Never seen that error message. However, the recording history only lists programs that didn't record, won't record, or were deleted, so if the program shows up on your now showing list, it shouldn't be in the recording history. I've had now showing entries with a 0:00 duration because there was no signal and they don't show up in the recording history even though there is nothing to watch.


----------



## juanian (Oct 2, 2002)

I have had that "no video signal" message occur a few times, and I am using the RCA jacks as input, so it is not a TiVo Tuner tuning issue (since the tuning is being done by the digital cable box). When a show starts recording on the TiVo going through the cable box, I see about a second of the previous channel, then I see the channel numbers being entered for the new channel, and then I see the cable box banner showing the newly chosen channel and program name.
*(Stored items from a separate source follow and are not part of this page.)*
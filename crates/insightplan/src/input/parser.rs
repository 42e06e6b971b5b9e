//! CSV/TSV parser with delimiter detection.

use std::fs::File;
use std::io::{BufRead, BufReader, Read};
use std::path::Path;

use sha2::{Digest, Sha256};
use tracing::debug;

use super::source::{Dataset, Record, SourceMetadata};
use crate::error::{InsightError, Result};

/// Delimiters to try when auto-detecting.
const DELIMITERS: &[u8] = &[b'\t', b',', b';', b'|'];

/// How rows are split into cells.
#[derive(Debug, Clone, Copy, Default, PartialEq, Eq)]
pub enum ParseMode {
    /// Full CSV parsing with quoting and escaped delimiters.
    #[default]
    Header,
    /// Split every line on commas. Quotes are not understood.
    Naive,
}

/// Parser configuration.
#[derive(Debug, Clone)]
pub struct ParserConfig {
    /// Row splitting strategy.
    pub mode: ParseMode,
    /// Delimiter to use in header mode (None = auto-detect).
    pub delimiter: Option<u8>,
    /// Maximum student rows to keep (None = all). Blank rows are dropped
    /// before they are counted.
    pub max_rows: Option<usize>,
    /// Quote character.
    pub quote: u8,
}

impl Default for ParserConfig {
    fn default() -> Self {
        Self {
            mode: ParseMode::Header,
            delimiter: None,
            max_rows: None,
            quote: b'"',
        }
    }
}

/// Parses student record files.
pub struct Parser {
    config: ParserConfig,
}

impl Parser {
    /// Create a new parser with default configuration.
    pub fn new() -> Self {
        Self {
            config: ParserConfig::default(),
        }
    }

    /// Create a parser with custom configuration.
    pub fn with_config(config: ParserConfig) -> Self {
        Self { config }
    }

    /// Parse a file and return the dataset and metadata.
    pub fn parse_file(&self, path: impl AsRef<Path>) -> Result<(Dataset, SourceMetadata)> {
        let path = path.as_ref();

        let mut file = File::open(path).map_err(|e| InsightError::Io {
            path: path.to_path_buf(),
            source: e,
        })?;

        let mut contents = Vec::new();
        file.read_to_end(&mut contents).map_err(|e| InsightError::Io {
            path: path.to_path_buf(),
            source: e,
        })?;
        let size_bytes = contents.len() as u64;

        let mut hasher = Sha256::new();
        hasher.update(&contents);
        let hash = format!("sha256:{:x}", hasher.finalize());

        let text = String::from_utf8(contents).map_err(|e| InsightError::Io {
            path: path.to_path_buf(),
            source: std::io::Error::new(std::io::ErrorKind::InvalidData, e),
        })?;

        let delimiter = self.resolve_delimiter(&text);
        let dataset = self.parse_with(&text, delimiter)?;

        let format = match (self.config.mode, delimiter) {
            (ParseMode::Naive, _) => "csv-naive",
            (_, b'\t') => "tsv",
            (_, b',') => "csv",
            (_, b';') => "csv-semicolon",
            (_, b'|') => "psv",
            _ => "delimited",
        }
        .to_string();

        let source_metadata = SourceMetadata::new(
            path.to_path_buf(),
            hash,
            size_bytes,
            format,
            dataset.row_count(),
            dataset.column_count(),
        );

        Ok((dataset, source_metadata))
    }

    /// Parse delimited text held in memory.
    ///
    /// Empty or whitespace-only input yields an empty dataset.
    pub fn parse_str(&self, text: &str) -> Result<Dataset> {
        let delimiter = self.resolve_delimiter(text);
        self.parse_with(text, delimiter)
    }

    fn resolve_delimiter(&self, text: &str) -> u8 {
        match (self.config.mode, self.config.delimiter) {
            (ParseMode::Naive, _) => b',',
            (_, Some(d)) => d,
            (_, None) => detect_delimiter(text.as_bytes()),
        }
    }

    fn parse_with(&self, text: &str, delimiter: u8) -> Result<Dataset> {
        if text.trim().is_empty() {
            return Ok(Dataset::default());
        }

        let dataset = match self.config.mode {
            ParseMode::Header => self.parse_delimited(text, delimiter)?,
            ParseMode::Naive => self.parse_naive(text),
        };

        debug!(
            rows = dataset.row_count(),
            columns = dataset.column_count(),
            mode = ?self.config.mode,
            "Parsed dataset"
        );
        Ok(dataset)
    }

    fn parse_delimited(&self, text: &str, delimiter: u8) -> Result<Dataset> {
        let mut reader = csv::ReaderBuilder::new()
            .delimiter(delimiter)
            .has_headers(true)
            .quote(self.config.quote)
            .flexible(true)
            .from_reader(text.as_bytes());

        let columns = unique_headers(reader.headers()?.iter());

        let limit = self.config.max_rows.unwrap_or(usize::MAX);
        let mut records = Vec::new();
        for result in reader.records() {
            if records.len() >= limit {
                break;
            }

            let row = result?;
            let record = Record::from_row(&columns, row.iter());
            if !record.is_blank() {
                records.push(record);
            }
        }

        Ok(Dataset::new(columns, records))
    }

    fn parse_naive(&self, text: &str) -> Dataset {
        let mut lines = text.trim().split('\n').map(|l| l.trim_end_matches('\r'));

        let columns = match lines.next() {
            Some(header) => unique_headers(header.split(',')),
            None => return Dataset::default(),
        };

        let limit = self.config.max_rows.unwrap_or(usize::MAX);
        let records = lines
            .map(|line| Record::from_row(&columns, line.split(',')))
            .filter(|record| !record.is_blank())
            .take(limit)
            .collect();

        Dataset::new(columns, records)
    }
}

impl Default for Parser {
    fn default() -> Self {
        Self::new()
    }
}

/// Normalize header cells into a stable, duplicate-free column set.
fn unique_headers<'a>(cells: impl Iterator<Item = &'a str>) -> Vec<String> {
    let mut columns: Vec<String> = Vec::new();

    for (idx, cell) in cells.enumerate() {
        let base = if idx == 0 {
            cell.trim_start_matches('\u{feff}')
        } else {
            cell
        };

        let mut name = base.to_string();
        let mut suffix = 1;
        while columns.contains(&name) {
            name = format!("{}_{}", base, suffix);
            suffix += 1;
        }
        columns.push(name);
    }

    columns
}

/// Detect the delimiter by analyzing the first few lines.
///
/// Falls back to a comma when no candidate appears.
fn detect_delimiter(bytes: &[u8]) -> u8 {
    let reader = BufReader::new(bytes);
    let lines: Vec<String> = reader
        .lines()
        .take(10)
        .filter_map(|l| l.ok())
        .filter(|l| !l.trim().is_empty())
        .collect();

    let mut best_delimiter = b',';
    let mut best_score = 0;

    for &delim in DELIMITERS {
        let counts: Vec<usize> = lines
            .iter()
            .map(|line| count_delimiter_in_line(line, delim))
            .collect();

        let first_count = match counts.first() {
            Some(&c) if c > 0 => c,
            _ => continue,
        };

        let consistent = counts.iter().all(|&c| c == first_count);
        let variance: f64 = if counts.len() > 1 {
            let mean = counts.iter().sum::<usize>() as f64 / counts.len() as f64;
            counts
                .iter()
                .map(|&c| (c as f64 - mean).powi(2))
                .sum::<f64>()
                / counts.len() as f64
        } else {
            0.0
        };

        // Higher count with lower variance wins; tabs get a small bonus.
        let score = if consistent {
            first_count * 1000 + (if delim == b'\t' { 100 } else { 0 })
        } else if variance < 1.0 {
            first_count * 100
        } else {
            first_count
        };

        if score > best_score {
            best_score = score;
            best_delimiter = delim;
        }
    }

    best_delimiter
}

/// Count delimiter occurrences in a line, respecting quotes.
fn count_delimiter_in_line(line: &str, delimiter: u8) -> usize {
    let delim_char = delimiter as char;
    let mut count = 0;
    let mut in_quotes = false;

    for ch in line.chars() {
        match ch {
            '"' => in_quotes = !in_quotes,
            c if c == delim_char && !in_quotes => count += 1,
            _ => {}
        }
    }

    count
}

#[cfg(test)]
mod tests {
    use super::*;

    #[test]
    fn test_detect_delimiter_csv() {
        let data = b"a,b,c\n1,2,3\n4,5,6";
        assert_eq!(detect_delimiter(data), b',');
    }

    #[test]
    fn test_detect_delimiter_tsv() {
        let data = b"a\tb\tc\n1\t2\t3\n4\t5\t6";
        assert_eq!(detect_delimiter(data), b'\t');
    }

    #[test]
    fn test_detect_delimiter_defaults_to_comma() {
        assert_eq!(detect_delimiter(b"Name\nAsha"), b',');
        assert_eq!(detect_delimiter(b""), b',');
    }

    #[test]
    fn test_parse_csv() {
        let parser = Parser::new();
        let data = "Name,Math,Science\nAsha,40,55\nRavi,80,91";
        let dataset = parser.parse_str(data).unwrap();

        assert_eq!(dataset.columns, vec!["Name", "Math", "Science"]);
        assert_eq!(dataset.row_count(), 2);
        assert_eq!(dataset.records[0].get("Name"), Some("Asha"));
        assert_eq!(dataset.records[1].get("Science"), Some("91"));
    }

    #[test]
    fn test_parse_quoted_fields() {
        let parser = Parser::new();
        let data = "Name,Math\n\"Singh, Asha\",40\n\"Ravi \"\"R\"\"\",80";
        let dataset = parser.parse_str(data).unwrap();

        assert_eq!(dataset.records[0].get("Name"), Some("Singh, Asha"));
        assert_eq!(dataset.records[1].get("Name"), Some("Ravi \"R\""));
        assert_eq!(dataset.records[0].get("Math"), Some("40"));
    }

    #[test]
    fn test_parse_ragged_rows() {
        let parser = Parser::new();
        let data = "Name,Math,Science\nAsha,40\nRavi,80,91,extra";
        let dataset = parser.parse_str(data).unwrap();

        assert_eq!(dataset.row_count(), 2);
        assert_eq!(dataset.records[0].get("Science"), Some(""));
        assert_eq!(dataset.records[1].len(), 3);
    }

    #[test]
    fn test_parse_drops_empty_rows() {
        let parser = Parser::new();
        let data = "Name,Math\nAsha,40\n,\n\nRavi,80\n";
        let dataset = parser.parse_str(data).unwrap();

        assert_eq!(dataset.row_count(), 2);
    }

    #[test]
    fn test_parse_empty_input() {
        let parser = Parser::new();
        assert!(parser.parse_str("").unwrap().is_empty());
        assert!(parser.parse_str("  \n ").unwrap().is_empty());
    }

    #[test]
    fn test_parse_header_only() {
        let parser = Parser::new();
        let dataset = parser.parse_str("Name,Math\n").unwrap();
        assert!(dataset.is_empty());
        assert_eq!(dataset.columns, vec!["Name", "Math"]);
    }

    #[test]
    fn test_duplicate_headers_are_suffixed() {
        let parser = Parser::new();
        let dataset = parser.parse_str("Name,Math,Math\nAsha,40,50").unwrap();

        assert_eq!(dataset.columns, vec!["Name", "Math", "Math_1"]);
        assert_eq!(dataset.records[0].get("Math_1"), Some("50"));
    }

    #[test]
    fn test_byte_order_mark_is_stripped() {
        let parser = Parser::with_config(ParserConfig {
            mode: ParseMode::Naive,
            ..ParserConfig::default()
        });
        let dataset = parser.parse_str("\u{feff}Name,Math\nAsha,40").unwrap();
        assert_eq!(dataset.columns[0], "Name");
    }

    #[test]
    fn test_naive_mode_splits_on_commas() {
        let parser = Parser::with_config(ParserConfig {
            mode: ParseMode::Naive,
            ..ParserConfig::default()
        });
        let data = "Name,Math\r\n\"Singh, Asha\",40\r\n";
        let dataset = parser.parse_str(data).unwrap();

        // Quotes are not understood, so the name is split in two.
        assert_eq!(dataset.records[0].get("Name"), Some("\"Singh"));
        assert_eq!(dataset.records[0].get("Math"), Some(" Asha\""));
    }

    #[test]
    fn test_max_rows() {
        let parser = Parser::with_config(ParserConfig {
            max_rows: Some(1),
            ..ParserConfig::default()
        });
        let dataset = parser.parse_str("Name,Math\nAsha,40\nRavi,80").unwrap();
        assert_eq!(dataset.row_count(), 1);
    }

    #[test]
    fn test_max_rows_skips_blank_rows() {
        let config = ParserConfig {
            max_rows: Some(1),
            ..ParserConfig::default()
        };
        let text = "Name,Math\n,\nAsha,40\nRavi,80";

        let dataset = Parser::with_config(config.clone()).parse_str(text).unwrap();
        assert_eq!(dataset.row_count(), 1);
        assert_eq!(dataset.records[0].name(), Some("Asha"));

        let naive = Parser::with_config(ParserConfig {
            mode: ParseMode::Naive,
            ..config
        })
        .parse_str(text)
        .unwrap();
        assert_eq!(naive.row_count(), 1);
        assert_eq!(naive.records[0].name(), Some("Asha"));
    }
}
So, I should *never* have a totally empty recording. (I could probably find some setting on the cable box to turn the banner off, but I haven't looked into that yet.)

Once, I did have a situation where the cable box had been accidentally turned off. Obviously, this caused the scheduled programs to not be recorded properly. But what did the TiVo do? -- it recorded an hour of a totally blank screen, and *did not* give the "no video signal" message, even though there *was no video signal!* Note: The disk space taken for those recordings was about 1/4 the size of a normal recording for the same timespan -- a clear indication that 'blank' compresses better than valid content.

On one occasion, I had been recording multiple shows in a row off of the same channel, and one of the shows in the *middle* received the "no video" message. (Note: *every* recording should have the cable box banner display for about a second at the beginning.) Also, I noticed that the disk space size listed in the program info is the same size as if it *had* properly recorded the show. So, I suspect that the show *is* properly recorded, but something is flagged which prevents the show from being played. (I also can't download the show or transfer it MRV; I get the message:
Resource Not Found
Unable to initialize videomgr pipeline: err 0x40001
when I try to download it via the web server.)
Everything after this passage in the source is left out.